◆ DATA SECTION
##########

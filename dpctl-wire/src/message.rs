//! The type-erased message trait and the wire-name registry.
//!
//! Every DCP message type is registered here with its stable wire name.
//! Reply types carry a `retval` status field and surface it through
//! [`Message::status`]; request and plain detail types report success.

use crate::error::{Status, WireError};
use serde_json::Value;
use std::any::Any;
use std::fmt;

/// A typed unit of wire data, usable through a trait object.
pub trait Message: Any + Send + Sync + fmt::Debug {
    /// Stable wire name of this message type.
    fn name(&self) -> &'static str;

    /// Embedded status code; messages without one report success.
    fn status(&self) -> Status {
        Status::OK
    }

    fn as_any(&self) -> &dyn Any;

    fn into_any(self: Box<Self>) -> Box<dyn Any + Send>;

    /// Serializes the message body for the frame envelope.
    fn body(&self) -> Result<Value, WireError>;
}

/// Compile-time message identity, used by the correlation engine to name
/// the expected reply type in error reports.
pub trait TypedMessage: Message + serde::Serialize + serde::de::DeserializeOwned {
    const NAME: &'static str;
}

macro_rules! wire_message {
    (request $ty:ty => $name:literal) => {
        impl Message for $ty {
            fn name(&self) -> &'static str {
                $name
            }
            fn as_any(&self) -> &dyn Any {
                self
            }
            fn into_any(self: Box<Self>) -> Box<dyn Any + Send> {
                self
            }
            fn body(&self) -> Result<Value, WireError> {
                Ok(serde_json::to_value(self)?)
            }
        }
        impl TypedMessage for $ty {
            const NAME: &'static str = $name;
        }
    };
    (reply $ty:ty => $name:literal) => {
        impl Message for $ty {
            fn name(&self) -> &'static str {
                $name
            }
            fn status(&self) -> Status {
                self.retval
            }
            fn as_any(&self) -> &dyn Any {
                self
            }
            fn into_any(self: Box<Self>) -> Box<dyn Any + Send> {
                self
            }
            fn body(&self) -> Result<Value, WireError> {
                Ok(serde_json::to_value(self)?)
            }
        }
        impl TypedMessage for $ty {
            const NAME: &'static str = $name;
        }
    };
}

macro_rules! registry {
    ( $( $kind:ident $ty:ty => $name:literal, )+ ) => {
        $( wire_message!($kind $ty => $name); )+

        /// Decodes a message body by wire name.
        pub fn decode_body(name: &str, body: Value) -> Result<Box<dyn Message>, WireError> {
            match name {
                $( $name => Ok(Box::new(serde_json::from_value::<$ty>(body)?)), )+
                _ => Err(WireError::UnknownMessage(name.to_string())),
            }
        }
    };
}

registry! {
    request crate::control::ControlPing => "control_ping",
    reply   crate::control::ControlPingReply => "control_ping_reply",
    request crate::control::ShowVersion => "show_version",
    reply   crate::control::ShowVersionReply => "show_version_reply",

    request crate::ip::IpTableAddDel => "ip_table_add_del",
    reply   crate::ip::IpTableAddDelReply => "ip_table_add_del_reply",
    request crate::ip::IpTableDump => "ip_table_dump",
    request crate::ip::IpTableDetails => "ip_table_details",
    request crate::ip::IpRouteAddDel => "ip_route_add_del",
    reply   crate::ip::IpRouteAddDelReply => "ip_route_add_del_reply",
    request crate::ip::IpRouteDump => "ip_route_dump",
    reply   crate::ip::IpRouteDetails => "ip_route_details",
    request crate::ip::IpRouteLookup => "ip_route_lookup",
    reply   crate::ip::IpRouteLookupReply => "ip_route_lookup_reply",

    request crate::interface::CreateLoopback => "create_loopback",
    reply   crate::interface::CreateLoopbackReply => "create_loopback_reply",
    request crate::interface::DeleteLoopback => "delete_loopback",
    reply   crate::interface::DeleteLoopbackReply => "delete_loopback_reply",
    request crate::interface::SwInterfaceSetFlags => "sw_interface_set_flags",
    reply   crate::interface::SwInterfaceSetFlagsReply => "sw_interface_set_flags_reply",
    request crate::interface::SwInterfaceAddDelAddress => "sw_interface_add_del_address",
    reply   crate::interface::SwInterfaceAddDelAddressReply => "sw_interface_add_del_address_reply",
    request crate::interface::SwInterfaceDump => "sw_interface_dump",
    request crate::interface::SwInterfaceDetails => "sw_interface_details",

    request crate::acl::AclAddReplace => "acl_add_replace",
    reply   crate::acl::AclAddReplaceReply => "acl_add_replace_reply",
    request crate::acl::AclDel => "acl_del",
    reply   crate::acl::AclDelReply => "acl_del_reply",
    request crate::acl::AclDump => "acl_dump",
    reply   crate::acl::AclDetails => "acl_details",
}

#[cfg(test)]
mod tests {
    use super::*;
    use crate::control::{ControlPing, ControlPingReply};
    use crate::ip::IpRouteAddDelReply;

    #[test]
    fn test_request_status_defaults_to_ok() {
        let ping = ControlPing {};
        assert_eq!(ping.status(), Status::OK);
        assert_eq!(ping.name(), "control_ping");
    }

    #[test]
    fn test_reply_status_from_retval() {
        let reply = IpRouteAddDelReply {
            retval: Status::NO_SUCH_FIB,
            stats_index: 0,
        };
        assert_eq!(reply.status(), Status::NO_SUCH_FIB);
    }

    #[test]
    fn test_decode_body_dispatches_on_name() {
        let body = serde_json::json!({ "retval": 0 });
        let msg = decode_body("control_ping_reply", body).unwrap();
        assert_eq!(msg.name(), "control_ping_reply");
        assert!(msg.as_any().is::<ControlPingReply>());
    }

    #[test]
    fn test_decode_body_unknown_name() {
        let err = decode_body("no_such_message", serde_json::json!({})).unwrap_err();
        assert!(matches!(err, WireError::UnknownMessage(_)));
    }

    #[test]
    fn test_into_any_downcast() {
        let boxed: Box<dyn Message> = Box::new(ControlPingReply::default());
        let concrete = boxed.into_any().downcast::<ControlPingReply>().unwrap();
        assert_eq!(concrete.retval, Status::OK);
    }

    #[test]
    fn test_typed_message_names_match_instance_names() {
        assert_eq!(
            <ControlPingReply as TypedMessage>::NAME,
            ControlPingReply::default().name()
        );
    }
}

##########

◆ TO DO
Type out the whole listing above exactly.

◆ TASK RESULT
filename dpctl-wire/src/message.rs
//! The type-erased message trait and the wire-name registry.
//!
//! Every DCP message type is registered here with its stable wire name.
//! Reply types carry a `retval` status field and surface it through
//! [`Message::status`]; request and plain detail types report success.

use crate::error::{Status, WireError};
use serde_json::Value;
use std::any::Any;
use std::fmt;

/// A typed unit of wire data, usable through a trait object.
pub trait Message: Any + Send + Sync + fmt::Debug {
    /// Stable wire name of this message type.
    fn name(&self) -> &'static str;

    /// Embedded status code; messages without one report success.
    fn status(&self) -> Status {
        Status::OK
    }

    fn as_any(&self) -> &dyn Any;

    fn into_any(self: Box<Self>) -> Box<dyn Any + Send>;

    /// Serializes the message body for the frame envelope.
    fn body(&self) -> Result<Value, WireError>;
}

/// Compile-time message identity, used by the correlation engine to name
/// the expected reply type in error reports.
pub trait TypedMessage: Message + serde::Serialize + serde::de::DeserializeOwned {
    const NAME: &'static str;
}

macro_rules! wire_message {
    (request $ty:ty => $name:literal) => {
        impl Message for $ty {
            fn name(&self) -> &'static str {
                $name
            }
            fn as_any(&self) -> &dyn Any {
                self
            }
            fn into_any(self: Box<Self>) -> Box<dyn Any + Send> {
                self
            }
            fn body(&self) -> Result<Value, WireError> {
                Ok(serde_json::to_value(self)?)
            }
        }
        impl TypedMessage for $ty {
            const NAME: &'static str = $name;
        }
    };
    (reply $ty:ty => $name:literal) => {
        impl Message for $ty {
            fn name(&self) -> &'static str {
                $name
            }
            fn status(&self) -> Status {
                self.retval
            }
            fn as_any(&self) -> &dyn Any {
                self
            }
            fn into_any(self: Box<Self>) -> Box<dyn Any + Send> {
                self
            }
            fn body(&self) -> Result<Value, WireError> {
                Ok(serde_json::to_value(self)?)
            }
        }
        impl TypedMessage for $ty {
            const NAME: &'static str = $name;
        }
    };
}

macro_rules! registry {
    ( $( $kind:ident $ty:ty => $name:literal, )+ ) => {
        $( wire_message!($kind $ty => $name); )+

        /// Decodes a message body by wire name.
        pub fn decode_body(name: &str, body: Value) -> Result<Box<dyn Message>, WireError> {
            match name {
                $( $name => Ok(Box::new(serde_json::from_value::<$ty>(body)?)), )+
                _ => Err(WireError::UnknownMessage(name.to_string())),
            }
        }
    };
}

registry! {
    request crate::control::ControlPing => "control_ping",
    reply   crate::control::ControlPingReply => "control_ping_reply",
    request crate::control::ShowVersion => "show_version",
    reply   crate::control::ShowVersionReply => "show_version_reply",

    request crate::ip::IpTableAddDel => "ip_table_add_del",
    reply   crate::ip::IpTableAddDelReply => "ip_table_add_del_reply",
    request crate::ip::IpTableDump => "ip_table_dump",
    request crate::ip::IpTableDetails => "ip_table_details",
    request crate::ip::IpRouteAddDel => "ip_route_add_del",
    reply   crate::ip::IpRouteAddDelReply => "ip_route_add_del_reply",
    request crate::ip::IpRouteDump => "ip_route_dump",
    reply   crate::ip::IpRouteDetails => "ip_route_details",
    request crate::ip::IpRouteLookup => "ip_route_lookup",
    reply   crate::ip::IpRouteLookupReply => "ip_route_lookup_reply",

    request crate::interface::CreateLoopback => "create_loopback",
    reply   crate::interface::CreateLoopbackReply => "create_loopback_reply",
    request crate::interface::DeleteLoopback => "delete_loopback",
    reply   crate::interface::DeleteLoopbackReply => "delete_loopback_reply",
    request crate::interface::SwInterfaceSetFlags => "sw_interface_set_flags",
    reply   crate::interface::SwInterfaceSetFlagsReply => "sw_interface_set_flags_reply",
    request crate::interface::SwInterfaceAddDelAddress => "sw_interface_add_del_address",
    reply   crate::interface::SwInterfaceAddDelAddressReply => "sw_interface_add_del_address_reply",
    request crate::interface::SwInterfaceDump => "sw_interface_dump",
    request crate::interface::SwInterfaceDetails => "sw_interface_details",

    request crate::acl::AclAddReplace => "acl_add_replace",
    reply   crate::acl::AclAddReplaceReply => "acl_add_replace_reply",
    request crate::acl::AclDel => "acl_del",
    reply   crate::acl::AclDelReply => "acl_del_reply",
    request crate::acl::AclDump => "acl_dump",
    reply   crate::acl::AclDetails => "acl_details",
}

#[cfg(test)]
mod tests {
    use super::*;
    use crate::control::{ControlPing, ControlPingReply};
    use crate::ip::IpRouteAddDelReply;

    #[test]
    fn test_request_status_defaults_to_ok() {
        let ping = ControlPing {};
        assert_eq!(ping.status(), Status::OK);
        assert_eq!(ping.name(), "control_ping");
    }

    #[test]
    fn test_reply_status_from_retval() {
        let reply = IpRouteAddDelReply {
            retval: Status::NO_SUCH_FIB,
            stats_index: 0,
        };
        assert_eq!(reply.status(), Status::NO_SUCH_FIB);
    }

    #[test]
    fn test_decode_body_dispatches_on_name() {
        let body = serde_json::json!({ "retval": 0 });
        let msg = decode_body("control_ping_reply", body).unwrap();
        assert_eq!(msg.name(), "control_ping_reply");
        assert!(msg.as_any().is::<ControlPingReply>());
    }

    #[test]
    fn test_decode_body_unknown_name() {
        let err = decode_body("no_such_message", serde_json::json!({})).unwrap_err();
        assert!(matches!(err, WireError::UnknownMessage(_)));
    }

    #[test]
    fn test_into_any_downcast() {
        let boxed: Box<dyn Message> = Box::new(ControlPingReply::default());
        let concrete = boxed.into_any().downcast::<ControlPingReply>().unwrap();
        assert_eq!(concrete.retval, Status::OK);
    }

    #[test]
    fn test_typed_message_names_match_instance_names() {
        assert_eq!(
            <ControlPingReply as TypedMessage>::NAME,
            ControlPingReply::default().name()
        );
    }
}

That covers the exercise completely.